Hi, I'm currently working on the Java UDX on Vertica. Is it possible to make parallelisable (map/reduce or something similar) Java UDF functions ? Kind regards, Pierre-Aymeric MASSE
I would recommend that you look specifically at the Java UDT (User-Defined Transform) API. UDT's are very parallelizable, and are in many ways conceptually similar to map/reduce jobs. (Though they are not exactly the same as map/reduce jobs and don't share the same API as Hadoop or other map/reduce implementations.) Some example UDT's are included in /opt/vertica/sdk/examples/JavaUDx/ as part of the Vertica Server RPM.
When you call a UDT from SQL, as part of the function invocation (the "OVER ()" clause), you must specify how to partition the data. Vertica parallelizes by operating on multiple partitions at the same time.
Note that you can write SQL expressions that call multiple UDT functions, possibly with different partition clauses. You might emulate simple map/reduce by having two Java UDT's; one called "mapper" and one called "reducer". Then run a query like:
SELECT reducer(...) OVER () FROM ( SELECT mapper(...) OVER (PARTITION AUTO) FROM table ) t;
Then the reducer runs on one node and gets all of the parallel mappers' outputs as a single stream.
That's just a simple example, though. You can easily stack these sorts of expressions to build an arbitrary multi-stage pipeline. For example, say you had a table of URLs and you wanted to download all of the listed pages, parse the HTML to build a graph of links between pages, and then perform PageRank and list the titles of the top ten highest-ranked pages. This might look something like: (PageRank probably wants more arguments and there are likely more efficient ways to do this, but hopefully you get the idea)
SELECT html_fetch_title(url) FROM ( SELECT page_rank(page_url, link_url) OVER (PARTITION BY link_url) FROM ( SELECT page_url, html_to_links(page_html_as_text) OVER (PARTITON BY page_url) FROM ( SELECT recursive_download(url) OVER (PARTITION AUTO) FROM sites_to_search ) pages ) link_graph ) page_ranks ORDER BY page_rank DESC LIMIT 10;
Then you would have to implement the UDT's page_rank(), html_to_link_graph(), and recursive_download(). recursive_download() would emit a column "page_html_as_text", one row per page recursively downloaded; html_to_links() would parse each row of HTML that it receives and emit all the URLs of links for that page (note that it doesn't need to actually know the URL of the current page); and page_rank takes collections of {page URL; all pages that link to that URL} and computes a page rank.
You would also have to implement html_fetch_title(), which takes a URL, downloads it, and returns the page title. This is actually not a UDT, but rather a UDSF -- it takes a single value and returns a (different) single value. We parallelize these too; completely automatically, no need for an OVER clause. (It's admittedly kinda silly to re-download the page here; we already downloaded it before. But it's only ten Web requests because of the "LIMIT 10", and I wanted to work a UDSF into the example somehow...)
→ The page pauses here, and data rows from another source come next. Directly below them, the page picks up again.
//! Reversible addition in the Fourier basis.
//!
//! The sum register starts in `|0⟩`. A layer of Hadamards puts it in the
//! Fourier image of zero, each selected number is added as a set of phase
//! rotations, and an inverse QFT brings the total back to the computational
//! basis. Sums wrap modulo `2^d`; the layout guarantees `d` is wide enough
//! that they never do.

use std::f64::consts::PI;

use qsum_ir::{Circuit, Instruction, QuantumRegister, QubitId, StandardGate};

use crate::error::SearchResult;
use crate::instance::ProblemInstance;
use crate::layout::{RegisterLayout, Registers};

/// Phase rotations adding `value` to a Fourier-basis `sum` register.
///
/// Qubit `j` of the register is rotated by `2π·(value·2^j mod 2^d)/2^d`,
/// conditioned on every qubit in `controls`. Rotations that are a multiple
/// of `2π` are left out, so the sequence may be empty.
pub fn build_adder(value: u64, controls: &[QubitId], sum: &QuantumRegister) -> Vec<Instruction> {
    let width = sum.len() as u32;
    let modulus = 1u128 << width;
    let reduced = u128::from(value) % modulus;

    sum.iter()
        .enumerate()
        .filter_map(|(j, target)| {
            let step = (reduced << j) % modulus;
            if step == 0 {
                return None;
            }
            #[allow(clippy::cast_precision_loss)]
            let angle = 2.0 * PI * (step as f64) / (modulus as f64);
            Some(Instruction::controlled_gate(
                StandardGate::P(angle),
                controls.iter().copied(),
                [target],
            ))
        })
        .collect()
}

/// Circuit that adds the selected numbers into the sum register.
///
/// Acts on the work registers of `layout` and leaves the index and operand
/// registers unchanged. With operand registers present, bit `b` of number
/// `i` is added as `2^b` under the joint control of index qubit `i` and
/// operand qubit `b`; otherwise number `i` is added directly under index
/// qubit `i`.
pub fn sum_circuit(instance: &ProblemInstance, layout: &RegisterLayout) -> SearchResult<Circuit> {
    let (mut circuit, regs) = layout.circuit("add");
    circuit.apply_to_register(&StandardGate::H, &regs.sum)?;

    for (i, (&value, x)) in instance.numbers().iter().zip(regs.index.iter()).enumerate() {
        match regs.operands.get(i) {
            None => {
                circuit.extend(build_adder(value, &[x], &regs.sum))?;
            }
            Some(operand) => {
                for (b, a) in operand.iter().enumerate() {
                    circuit.extend(build_adder(1u64 << b, &[x, a], &regs.sum))?;
                }
            }
        }
    }

    let iqft = Circuit::qft(layout.sum_width())?.inverse()?;
    let sum_qubits: Vec<QubitId> = regs.sum.iter().collect();
    circuit.append(&iqft, &sum_qubits)?;

    Ok(circuit)
}

/// Basis-state preparation that writes each number into its operand register.
///
/// Empty for layouts without operand registers.
pub fn load_operands(instance: &ProblemInstance, layout: &RegisterLayout) -> SearchResult<Circuit> {
    let (mut circuit, regs) = layout.circuit("load");
    write_operands(&mut circuit, instance, &regs)?;
    Ok(circuit)
}

fn write_operands(
    circuit: &mut Circuit,
    instance: &ProblemInstance,
    regs: &Registers,
) -> SearchResult<()> {
    for (&value, operand) in instance.numbers().iter().zip(&regs.operands) {
        for (b, a) in operand.iter().enumerate() {
            if (value >> b) & 1 == 1 {
                circuit.x(a)?;
            }
        }
    }
    Ok(())
}
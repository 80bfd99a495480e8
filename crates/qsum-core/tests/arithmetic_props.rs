//! Property tests for the Fourier-basis adder.

use proptest::prelude::*;

use qsum_adapter_sim::SimulatorBackend;
use qsum_core::{
    Encoding, ProblemInstance, RegisterLayout, build_adder, load_operands, sum_circuit,
};
use qsum_hal::StatevectorBackend;
use qsum_ir::{Circuit, QubitId, StandardGate};

fn basis_state(amplitudes: &[num_complex::Complex64]) -> usize {
    let (index, amp) = amplitudes
        .iter()
        .enumerate()
        .max_by(|a, b| a.1.norm_sqr().total_cmp(&b.1.norm_sqr()))
        .unwrap();
    assert!((amp.norm_sqr() - 1.0).abs() < 1e-9, "state is not a basis state");
    index
}

proptest! {
    #![proptest_config(ProptestConfig::with_cases(32))]

    #[test]
    fn sum_register_holds_selected_total(
        numbers in prop::collection::vec(0i64..4, 1..=3),
        mask in 0u64..8,
        unoptimized in any::<bool>(),
    ) {
        let instance = ProblemInstance::new(numbers, 0).unwrap();
        let mask = mask & (instance.search_space() - 1);
        let encoding = if unoptimized { Encoding::Unoptimized } else { Encoding::Optimized };
        let layout = RegisterLayout::for_instance(&instance, encoding, None).unwrap();
        let backend = SimulatorBackend::new();

        let (mut circuit, regs) = layout.circuit("props");
        let work = regs.qubits();
        for (i, q) in regs.index.iter().enumerate() {
            if (mask >> i) & 1 == 1 {
                circuit.x(q).unwrap();
            }
        }
        circuit.append(&load_operands(&instance, &layout).unwrap(), &work).unwrap();
        let before = basis_state(&backend.statevector(&circuit).unwrap());

        circuit.append(&sum_circuit(&instance, &layout).unwrap(), &work).unwrap();
        let after = basis_state(&backend.statevector(&circuit).unwrap());

        let total = instance.subset_sum(mask) as usize;
        prop_assert_eq!(after, before | (total << layout.index_width()));
    }

    #[test]
    fn adder_wraps_modulo_register(
        start in 0u64..16,
        value in 0u64..64,
    ) {
        let mut circuit = Circuit::new("wrap");
        let sum = circuit.add_qreg("sum", 4);
        for (b, q) in sum.iter().enumerate() {
            if (start >> b) & 1 == 1 {
                circuit.x(q).unwrap();
            }
        }
        let qubits: Vec<QubitId> = sum.iter().collect();
        circuit.append(&Circuit::qft(4).unwrap(), &qubits).unwrap();
        circuit.extend(build_adder(value, &[], &sum)).unwrap();
        circuit.append(&Circuit::qft(4).unwrap().inverse().unwrap(), &qubits).unwrap();

        let backend = SimulatorBackend::new();
        let result = basis_state(&backend.statevector(&circuit).unwrap());
        prop_assert_eq!(result as u64, (start + value) % 16);
    }
}

#[test]
fn controlled_adder_respects_control() {
    let backend = SimulatorBackend::new();
    for control_set in [false, true] {
        let mut circuit = Circuit::new("ctrl");
        let ctrl = circuit.add_qreg("ctrl", 1);
        let sum = circuit.add_qreg("sum", 3);
        let c = ctrl.get(0).unwrap();
        if control_set {
            circuit.x(c).unwrap();
        }
        circuit.apply_to_register(&StandardGate::H, &sum).unwrap();
        circuit.extend(build_adder(5, &[c], &sum)).unwrap();
        let qubits: Vec<QubitId> = sum.iter().collect();
        circuit.append(&Circuit::qft(3).unwrap().inverse().unwrap(), &qubits).unwrap();

        let state = basis_state(&backend.statevector(&circuit).unwrap());
        let expected = if control_set { 1 | (5 << 1) } else { 0 };
        assert_eq!(state, expected);
    }
}
//! Backend trait and related types.
//!
//! The [`Backend`] trait defines the lifecycle of one execution:
//!
//! ```text
//!   capabilities() ──→ validate() ──→ submit() ──→ status() ──→ result()
//!    (sync, &ref)       (async)       (async)      (async)      (async)
//! ```
//!
//! | Method | Kind | Required | Returns |
//! |--------|------|----------|---------|
//! | `name()` | sync | yes | `&str` |
//! | `capabilities()` | sync | yes | `&Capabilities` |
//! | `availability()` | async | yes | `HalResult<BackendAvailability>` |
//! | `validate()` | async | yes | `HalResult<ValidationResult>` |
//! | `submit()` | async | yes | `HalResult<JobId>` |
//! | `status()` | async | yes | `HalResult<JobStatus>` |
//! | `result()` | async | yes | `HalResult<ExecutionResult>` |
//! | `cancel()` | async | yes | `HalResult<()>` |
//! | `wait()` | async | provided | `HalResult<ExecutionResult>` |
//! | `run()` | async | provided | `HalResult<ExecutionResult>` |

use std::time::Duration;

use async_trait::async_trait;
use num_complex::Complex64;
use tracing::debug;

use qsum_ir::Circuit;

use crate::capability::Capabilities;
use crate::error::{HalError, HalResult};
use crate::job::{JobId, JobStatus};
use crate::result::ExecutionResult;

/// Trait for circuit executors.
///
/// # Contract
///
/// - `capabilities()` MUST be synchronous and infallible.
/// - `submit()` MUST reject zero shots with [`HalError::InvalidShots`].
/// - `result()` MUST only be called when status is `Completed`.
/// - Executors are never retried: a failed job is reported to the caller.
#[async_trait]
pub trait Backend: Send + Sync {
    /// Get the name of this backend.
    fn name(&self) -> &str;

    /// Get the capabilities of this backend.
    fn capabilities(&self) -> &Capabilities;

    /// Check backend availability.
    async fn availability(&self) -> HalResult<BackendAvailability>;

    /// Validate a circuit against backend constraints.
    async fn validate(&self, circuit: &Circuit) -> HalResult<ValidationResult>;

    /// Submit a circuit for execution.
    async fn submit(&self, circuit: &Circuit, shots: u32) -> HalResult<JobId>;

    /// Get the status of a job.
    async fn status(&self, job_id: &JobId) -> HalResult<JobStatus>;

    /// Get the result of a completed job.
    async fn result(&self, job_id: &JobId) -> HalResult<ExecutionResult>;

    /// Cancel a running job.
    async fn cancel(&self, job_id: &JobId) -> HalResult<()>;

    /// Wait for a job to complete and return its result.
    ///
    /// Default implementation polls every 50ms for up to 5 minutes.
    async fn wait(&self, job_id: &JobId) -> HalResult<ExecutionResult> {
        let poll_interval = Duration::from_millis(50);
        let max_polls = 6_000;

        for _ in 0..max_polls {
            match self.status(job_id).await? {
                JobStatus::Completed => return self.result(job_id).await,
                JobStatus::Failed(msg) => return Err(HalError::JobFailed(msg)),
                JobStatus::Cancelled => return Err(HalError::JobCancelled),
                JobStatus::Queued | JobStatus::Running => {
                    tokio::time::sleep(poll_interval).await;
                }
            }
        }

        Err(HalError::Timeout(job_id.0.clone()))
    }

    /// Validate, submit and wait: the `run(circuit, shots) -> histogram`
    /// entry point used by the search.
    async fn run(&self, circuit: &Circuit, shots: u32) -> HalResult<ExecutionResult> {
        if shots == 0 {
            return Err(HalError::InvalidShots("shot count must be positive".into()));
        }
        if let ValidationResult::Invalid { reasons } = self.validate(circuit).await? {
            return Err(HalError::InvalidCircuit(reasons.join("; ")));
        }

        let job_id = self.submit(circuit, shots).await?;
        debug!(backend = self.name(), job = %job_id, shots, "job submitted");
        self.wait(&job_id).await
    }
}

/// Executors that can expose the exact final state of a circuit.
///
/// Used for verification only; the search itself consumes histograms.
pub trait StatevectorBackend: Backend {
    /// Final amplitudes of `circuit` started from `|0…0⟩`.
    ///
    /// Index bit `k` corresponds to qubit `k`. Measurements are ignored.
    fn statevector(&self, circuit: &Circuit) -> HalResult<Vec<Complex64>>;
}

/// Backend availability information.
#[derive(Debug, Clone)]
pub struct BackendAvailability {
    /// Whether the backend is currently accepting jobs.
    pub is_available: bool,
    /// Number of jobs currently in queue (if known).
    pub queue_depth: Option<u32>,
    /// Human-readable status message.
    pub status_message: Option<String>,
}

impl BackendAvailability {
    /// Availability of a local executor: zero queue, always ready.
    pub fn always_available() -> Self {
        Self {
            is_available: true,
            queue_depth: Some(0),
            status_message: None,
        }
    }

    /// Create availability for an offline backend.
    pub fn unavailable(reason: impl Into<String>) -> Self {
        Self {
            is_available: false,
            queue_depth: None,
            status_message: Some(reason.into()),
        }
    }
}

/// Result of circuit validation against backend constraints.
#[derive(Debug, Clone)]
pub enum ValidationResult {
    /// Circuit is valid and can be submitted directly.
    Valid,
    /// Circuit is invalid for this backend.
    Invalid {
        /// Reasons the circuit is invalid.
        reasons: Vec<String>,
    },
}

impl ValidationResult {
    /// Check if the circuit is valid.
    pub fn is_valid(&self) -> bool {
        matches!(self, ValidationResult::Valid)
    }
}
Vertica will automatically orchestrate this whole process; parallelize it, distribute it across the cluster, etc. And perform various optimizations based on available system resources, minimizing disk I/O, etc -- we tend to achieve dramatically better performance . Just give us the query and the linear functions; we take it from there.
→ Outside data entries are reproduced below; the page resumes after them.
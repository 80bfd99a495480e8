//! Phase oracles marking index configurations that hit the target.
//!
//! Every oracle has the shape `A · C · A⁻¹`: `A` adds the selected numbers
//! into the sum register, `C` flips the phase of the sum register's `|T⟩`
//! state, and `A⁻¹` returns the sum register to `|0⟩`. The inverse is
//! produced by [`Circuit::inverse`], not by repeating gates.

use qsum_ir::{Circuit, QubitId};

use crate::arithmetic::{load_operands, sum_circuit};
use crate::error::SearchResult;
use crate::instance::ProblemInstance;
use crate::layout::{Encoding, RegisterLayout};

/// Builds the oracle for one register encoding.
///
/// Implementations share one contract: on any index basis state `|x⟩`,
/// with the work registers as left by [`OracleBuilder::prepare`], the oracle
/// multiplies the amplitude by `-1` exactly when the numbers selected by
/// `x` sum to the target, and changes nothing else.
pub trait OracleBuilder: Send + Sync {
    /// The encoding this builder implements.
    fn encoding(&self) -> Encoding;

    /// Register sizes used for `instance`.
    fn layout(&self, instance: &ProblemInstance) -> SearchResult<RegisterLayout>;

    /// State preparation for the non-index work registers.
    fn prepare(&self, instance: &ProblemInstance) -> SearchResult<Circuit> {
        let layout = self.layout(instance)?;
        load_operands(instance, &layout)
    }

    /// The oracle circuit over the work registers of [`OracleBuilder::layout`].
    fn build(&self, instance: &ProblemInstance) -> SearchResult<Circuit> {
        let layout = self.layout(instance)?;
        phase_oracle(instance, &layout)
    }
}

/// Numbers folded into the adder's rotation angles.
#[derive(Debug, Clone, Copy, Default)]
pub struct OptimizedOracle {
    sum_width: Option<u32>,
}

impl OptimizedOracle {
    /// Create a builder with a computed sum register width.
    pub fn new() -> Self {
        Self::default()
    }

    /// Use a fixed sum register width.
    #[must_use]
    pub fn with_sum_width(mut self, width: Option<u32>) -> Self {
        self.sum_width = width;
        self
    }
}

impl OracleBuilder for OptimizedOracle {
    fn encoding(&self) -> Encoding {
        Encoding::Optimized
    }

    fn layout(&self, instance: &ProblemInstance) -> SearchResult<RegisterLayout> {
        RegisterLayout::for_instance(instance, Encoding::Optimized, self.sum_width)
    }
}

/// Numbers held in operand registers and added bit by bit.
#[derive(Debug, Clone, Copy, Default)]
pub struct UnoptimizedOracle {
    sum_width: Option<u32>,
}

impl UnoptimizedOracle {
    /// Create a builder with a computed sum register width.
    pub fn new() -> Self {
        Self::default()
    }

    /// Use a fixed sum register width.
    #[must_use]
    pub fn with_sum_width(mut self, width: Option<u32>) -> Self {
        self.sum_width = width;
        self
    }
}

impl OracleBuilder for UnoptimizedOracle {
    fn encoding(&self) -> Encoding {
        Encoding::Unoptimized
    }

    fn layout(&self, instance: &ProblemInstance) -> SearchResult<RegisterLayout> {
        RegisterLayout::for_instance(instance, Encoding::Unoptimized, self.sum_width)
    }
}

/// The builder for `encoding`.
pub fn oracle_for(encoding: Encoding, sum_width: Option<u32>) -> Box<dyn OracleBuilder> {
    match encoding {
        Encoding::Optimized => Box::new(OptimizedOracle::new().with_sum_width(sum_width)),
        Encoding::Unoptimized => Box::new(UnoptimizedOracle::new().with_sum_width(sum_width)),
    }
}

/// `A · C · A⁻¹` over the work registers of `layout`.
pub fn phase_oracle(instance: &ProblemInstance, layout: &RegisterLayout) -> SearchResult<Circuit> {
    let add = sum_circuit(instance, layout)?;
    let undo = add.inverse()?;

    let (mut circuit, regs) = layout.circuit("oracle");
    let work = regs.qubits();
    let sum: Vec<QubitId> = regs.sum.iter().collect();

    circuit.append(&add, &work)?;
    append_equality_flip(&mut circuit, &sum, instance.target())?;
    circuit.append(&undo, &work)?;

    Ok(circuit)
}

/// Flip the phase of `|target⟩` on `sum`, little-endian.
fn append_equality_flip(circuit: &mut Circuit, sum: &[QubitId], target: u64) -> SearchResult<()> {
    let zeros: Vec<QubitId> = sum
        .iter()
        .enumerate()
        .filter(|(b, _)| (target >> b) & 1 == 0)
        .map(|(_, &q)| q)
        .collect();

    for &q in &zeros {
        circuit.x(q)?;
    }
    if let Some((&last, rest)) = sum.split_last() {
        circuit.mcz(rest, last)?;
    }
    for &q in &zeros {
        circuit.x(q)?;
    }
    Ok(())
}

#[cfg(test)]
mod tests {
    use super::*;

    #[test]
    fn test_builders_report_encoding() {
        assert_eq!(OptimizedOracle::new().encoding(), Encoding::Optimized);
        assert_eq!(
            oracle_for(Encoding::Unoptimized, None).encoding(),
            Encoding::Unoptimized
        );
    }

    #[test]
    fn test_oracle_spans_layout() {
        let inst = ProblemInstance::new(vec![1, 2, 3, 4], 5).unwrap();
        for encoding in [Encoding::Optimized, Encoding::Unoptimized] {
            let builder = oracle_for(encoding, None);
            let layout = builder.layout(&inst).unwrap();
            let oracle = builder.build(&inst).unwrap();
            assert_eq!(oracle.num_qubits(), layout.num_qubits());
            assert!(oracle.dag().verify_integrity().is_ok());
        }
    }

    #[test]
    fn test_equality_flip_shape() {
        let mut circuit = Circuit::with_size("flip", 3, 0);
        let sum: Vec<QubitId> = (0..3).map(QubitId).collect();
        // 5 = 101: only the middle bit is zero.
        append_equality_flip(&mut circuit, &sum, 5).unwrap();

        let counts = circuit.dag().count_ops();
        assert_eq!(counts.get("x"), Some(&2));
        assert_eq!(counts.get("c2_z"), Some(&1));
    }

    #[test]
    fn test_sum_width_override_propagates() {
        let inst = ProblemInstance::new(vec![1, 2], 3).unwrap();
        let builder = OptimizedOracle::new().with_sum_width(Some(4));
        assert_eq!(builder.build(&inst).unwrap().num_qubits(), 6);
    }
}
However, in your explanation you speak mainly of the sql query to perform parallelization (with OVER), but suddenly in java we only define jobs and no interaction between them (which map, which is for reduce etc.. ..).
I am trying to make a pagerank precisely suddenly, if I want to parallelize my function, can i do it with a simple query like : "SELECT pageRank (page_url, link_url, nb_link) FROM T" ? it's like thread ^^', i split the data in the java function.
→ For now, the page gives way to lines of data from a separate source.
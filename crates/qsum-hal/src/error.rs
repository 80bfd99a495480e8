//! Errors raised while validating, submitting and collecting jobs.

use thiserror::Error;

/// Errors that can occur in HAL operations.
#[derive(Debug, Error)]
#[non_exhaustive]
pub enum HalError {
    /// Job execution failed.
    #[error("Job failed: {0}")]
    JobFailed(String),

    /// Job was cancelled.
    #[error("Job cancelled")]
    JobCancelled,

    /// Job not found.
    #[error("Job not found: {0}")]
    JobNotFound(String),

    /// Invalid circuit.
    #[error("Invalid circuit: {0}")]
    InvalidCircuit(String),

    /// Circuit construction failed while preparing a job.
    #[error("Circuit error: {0}")]
    Circuit(#[from] qsum_ir::IrError),

    /// Timeout waiting for job.
    #[error("Timeout waiting for job {0}")]
    Timeout(String),

    /// Circuit exceeds backend capabilities.
    #[error("Circuit exceeds backend capabilities: {0}")]
    CircuitTooLarge(String),

    /// Invalid number of shots.
    #[error("Invalid shots: {0}")]
    InvalidShots(String),

    /// Generic backend error.
    #[error("Backend error: {0}")]
    Backend(String),
}

/// Result type for HAL operations.
pub type HalResult<T> = Result<T, HalError>;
If I want to parallelize it, I have to cut java functions ?
I assume you are referring to Hadoop in particular, rather than map/reduce in general? Since you're talking about Java. (Map/reduce is an idea, not a program or a strict specification; there are many implementations of map/reduce all with different API's. Google, the publishers of the original map/reduce paper, has stated that their implementation is/was in C++.)
In Hadoop, you must specify which of your functions is a mapper and which is a reducer. This is not automatic. And mappers and reducers are separate functions; they can't talk directly with one another.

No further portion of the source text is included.